*REQUIRED WORK*
Go through the entries below from the first line and output each one exactly, up to and including the line with "use levelsense::app::service::DeviceService;".

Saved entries

# # # #

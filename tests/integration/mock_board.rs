//! Mock adapters for integration tests.
//!
//! [`MockBoard`] records every display and power call so tests can assert
//! on the full sequence without touching GPIO or the sleep controller.
//! [`CaptureLink`] keeps every frame and can reassemble them into messages.

use std::sync::atomic::AtomicU32;

use levelsense::app::events::AppEvent;
use levelsense::app::ports::{
    ClockPort, DisplayPort, EventSink, InputPort, MAX_SCAN_RESULTS, NetworkScanPort,
    NetworkSummary, PowerPort, Renderer, SensorPort,
};
use levelsense::app::service::DeviceService;
use levelsense::config::DeviceSettings;
use levelsense::drivers::button::ButtonId;
use levelsense::error::{SendError, SensorError, SleepArmError};
use levelsense::link::frame::OutboundMessage;
use levelsense::link::reassembly::{DEFAULT_TIMEOUT_MS, Reassembler};
use levelsense::link::{FRAME_LEN, MessageType, Transport};
use levelsense::logstore::PersistentLog;
use levelsense::power::{BootCounter, WakeReason};
use levelsense::sensors::water_level::WaterLevel;
use levelsense::ui::{ClockText, Screen};

// ── Board call record ─────────────────────────────────────────

#[derive(Debug, Clone, PartialEq)]
pub enum BoardCall {
    PowerOn,
    PowerOff,
    Render(String),
    Delay(u32),
    LightSleep(u32),
    ArmExternal { gpio: i32, level: i32 },
    ArmTimer(u32),
    DeepSleep,
}

// ── MockBoard ─────────────────────────────────────────────────

pub struct MockBoard {
    pub calls: Vec<BoardCall>,
    pub wake: WakeReason,
    pub water: Result<WaterLevel, SensorError>,
    pub battery: Result<f32, SensorError>,
    pub pressed: Option<ButtonId>,
    pub clock: Option<ClockText>,
    pub fail_timer_arm: bool,
    display_on: bool,
}

#[allow(dead_code)]
impl MockBoard {
    pub fn new(wake: WakeReason) -> Self {
        Self {
            calls: Vec::new(),
            wake,
            water: Ok(WaterLevel::Ok),
            battery: Ok(3.9),
            pressed: None,
            clock: None,
            fail_timer_arm: false,
            display_on: false,
        }
    }

    pub fn count(&self, call: &BoardCall) -> usize {
        self.calls.iter().filter(|c| *c == call).count()
    }

    pub fn position(&self, call: &BoardCall) -> Option<usize> {
        self.calls.iter().position(|c| c == call)
    }

    pub fn renders(&self) -> Vec<&str> {
        self.calls
            .iter()
            .filter_map(|c| match c {
                BoardCall::Render(s) => Some(s.as_str()),
                _ => None,
            })
            .collect()
    }
}

impl SensorPort for MockBoard {
    fn read_water_level(&mut self) -> Result<WaterLevel, SensorError> {
        self.water
    }

    fn read_battery_voltage(&mut self) -> Result<f32, SensorError> {
        self.battery
    }
}

impl InputPort for MockBoard {
    fn is_pressed(&self, button: ButtonId) -> bool {
        self.pressed == Some(button)
    }
}

impl Renderer for MockBoard {
    fn render(&mut self, screen: &Screen<'_>) {
        self.calls.push(BoardCall::Render(screen.to_string()));
    }
}

impl DisplayPort for MockBoard {
    fn is_on(&self) -> bool {
        self.display_on
    }

    fn power_on(&mut self) {
        self.display_on = true;
        self.calls.push(BoardCall::PowerOn);
    }

    fn power_off(&mut self) {
        self.display_on = false;
        self.calls.push(BoardCall::PowerOff);
    }
}

impl PowerPort for MockBoard {
    fn wake_reason(&self) -> WakeReason {
        self.wake
    }

    fn delay_ms(&mut self, ms: u32) {
        self.calls.push(BoardCall::Delay(ms));
    }

    fn light_sleep_ms(&mut self, ms: u32) {
        self.calls.push(BoardCall::LightSleep(ms));
    }

    fn arm_external_wakeup(&mut self, gpio: i32, level: i32) -> Result<(), SleepArmError> {
        self.calls.push(BoardCall::ArmExternal { gpio, level });
        Ok(())
    }

    fn arm_timer_wakeup(&mut self, secs: u32) -> Result<(), SleepArmError> {
        if self.fail_timer_arm {
            return Err(SleepArmError::Timer(-1));
        }
        self.calls.push(BoardCall::ArmTimer(secs));
        Ok(())
    }

    fn enter_deep_sleep(&mut self) {
        self.calls.push(BoardCall::DeepSleep);
    }
}

impl ClockPort for MockBoard {
    fn wall_clock(&self) -> Option<ClockText> {
        self.clock.clone()
    }
}

// ── CaptureLink ───────────────────────────────────────────────

#[derive(Default)]
pub struct CaptureLink {
    pub frames: Vec<[u8; FRAME_LEN]>,
    pub networks: Vec<(&'static str, i8)>,
    pub reject: bool,
}

#[allow(dead_code)]
impl CaptureLink {
    /// Decode and reassemble every captured frame.
    pub fn messages(&self) -> Vec<(MessageType, String)> {
        let mut rx = Reassembler::new(DEFAULT_TIMEOUT_MS);
        self.frames
            .iter()
            .filter_map(|f| {
                let msg = OutboundMessage::decode(f).expect("captured frame decodes");
                rx.feed(&msg, 0)
            })
            .map(|(kind, body)| (kind, String::from_utf8(body).expect("utf-8 payload")))
            .collect()
    }

    pub fn messages_of(&self, kind: MessageType) -> Vec<String> {
        self.messages()
            .into_iter()
            .filter(|(k, _)| *k == kind)
            .map(|(_, body)| body)
            .collect()
    }
}

impl Transport for CaptureLink {
    type Error = SendError;

    fn send(&mut self, frame: &[u8; FRAME_LEN]) -> Result<(), SendError> {
        if self.reject {
            return Err(SendError::Rejected(-1));
        }
        self.frames.push(*frame);
        Ok(())
    }
}

impl NetworkScanPort for CaptureLink {
    fn scan_networks(&mut self) -> heapless::Vec<NetworkSummary, MAX_SCAN_RESULTS> {
        self.networks
            .iter()
            .take(MAX_SCAN_RESULTS)
            .map(|(ssid, rssi)| NetworkSummary {
                ssid: heapless::String::try_from(*ssid).expect("short ssid"),
                rssi: *rssi,
            })
            .collect()
    }
}

// ── Event recorder ────────────────────────────────────────────

#[derive(Default)]
pub struct RecordingSink {
    pub events: Vec<AppEvent>,
}

#[allow(dead_code)]
impl RecordingSink {
    pub fn contains(&self, event: &AppEvent) -> bool {
        self.events.contains(event)
    }
}

impl EventSink for RecordingSink {
    fn emit(&mut self, event: &AppEvent) {
        self.events.push(event.clone());
    }
}

// ── Test rig ──────────────────────────────────────────────────

/// A log file unique to this test process and `name`, starting empty.
pub fn temp_log(name: &str, limit: u64) -> PersistentLog {
    let path = std::env::temp_dir().join(format!(
        "levelsense-it-{}-{}.txt",
        std::process::id(),
        name
    ));
    let log = PersistentLog::new(path, limit);
    log.truncate().expect("fresh log");
    log
}

/// Short timeouts so lifecycle tests stay readable.
pub fn quick_settings() -> DeviceSettings {
    DeviceSettings {
        display_sleep_timeout_secs: 3,
        deep_sleep_timeout_secs: 10,
        ..DeviceSettings::default()
    }
}

pub struct Rig {
    pub svc: DeviceService,
    pub hw: MockBoard,
    pub link: CaptureLink,
    pub sink: RecordingSink,
    pub now: u32,
}

#[allow(dead_code)]
impl Rig {
    /// Boot a service.  Nothing has been polled yet.
    pub fn boot(settings: DeviceSettings, wake: WakeReason, log: PersistentLog) -> Self {
        Self::boot_with(settings, MockBoard::new(wake), CaptureLink::default(), log)
    }

    pub fn boot_with(
        settings: DeviceSettings,
        mut hw: MockBoard,
        mut link: CaptureLink,
        log: PersistentLog,
    ) -> Self {
        let cell: &'static AtomicU32 = Box::leak(Box::new(AtomicU32::new(0)));
        let mut svc = DeviceService::new(settings, log);
        let mut sink = RecordingSink::default();
        svc.boot(&BootCounter::with_cell(cell), &mut hw, &mut link, &mut sink);
        Self {
            svc,
            hw,
            link,
            sink,
            now: 0,
        }
    }

    pub fn poll_at(&mut self, now_ms: u32) {
        self.now = now_ms;
        self.svc
            .poll(now_ms, &mut self.hw, &mut self.link, &mut self.sink);
    }

    /// `n` polls one second apart.
    pub fn seconds(&mut self, n: u32) {
        for _ in 0..n {
            self.poll_at(self.now + 1000);
        }
    }

    /// Press-and-release shorter than a long click, then wait out the
    /// double-click window.
    pub fn click(&mut self, button: ButtonId) {
        let t = self.now;
        self.hw.pressed = Some(button);
        self.poll_at(t + 10);
        self.poll_at(t + 70);
        self.hw.pressed = None;
        self.poll_at(t + 100);
        self.poll_at(t + 450);
    }

    pub fn long_press(&mut self, button: ButtonId) {
        let t = self.now;
        self.hw.pressed = Some(button);
        self.poll_at(t + 10);
        self.poll_at(t + 70);
        self.hw.pressed = None;
        self.poll_at(t + 400);
    }

    pub fn double_click(&mut self, button: ButtonId) {
        let t = self.now;
        self.hw.pressed = Some(button);
        self.poll_at(t + 10);
        self.poll_at(t + 70);
        self.hw.pressed = None;
        self.poll_at(t + 100);
        self.hw.pressed = Some(button);
        self.poll_at(t + 200);
        self.hw.pressed = None;
        self.poll_at(t + 260);
    }

    pub fn enter_deep_sleep(&mut self) -> levelsense::Result<()> {
        self.svc
            .enter_deep_sleep(&mut self.hw, &mut self.link, &mut self.sink)
    }
}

# # # #

*ANSWER FOR THE TASK*
filename tests/integration/mock_board.rs
//! Mock adapters for integration tests.
//!
//! [`MockBoard`] records every display and power call so tests can assert
//! on the full sequence without touching GPIO or the sleep controller.
//! [`CaptureLink`] keeps every frame and can reassemble them into messages.

use std::sync::atomic::AtomicU32;

use levelsense::app::events::AppEvent;
use levelsense::app::ports::{
    ClockPort, DisplayPort, EventSink, InputPort, MAX_SCAN_RESULTS, NetworkScanPort,
    NetworkSummary, PowerPort, Renderer, SensorPort,
};
use levelsense::app::service::DeviceService;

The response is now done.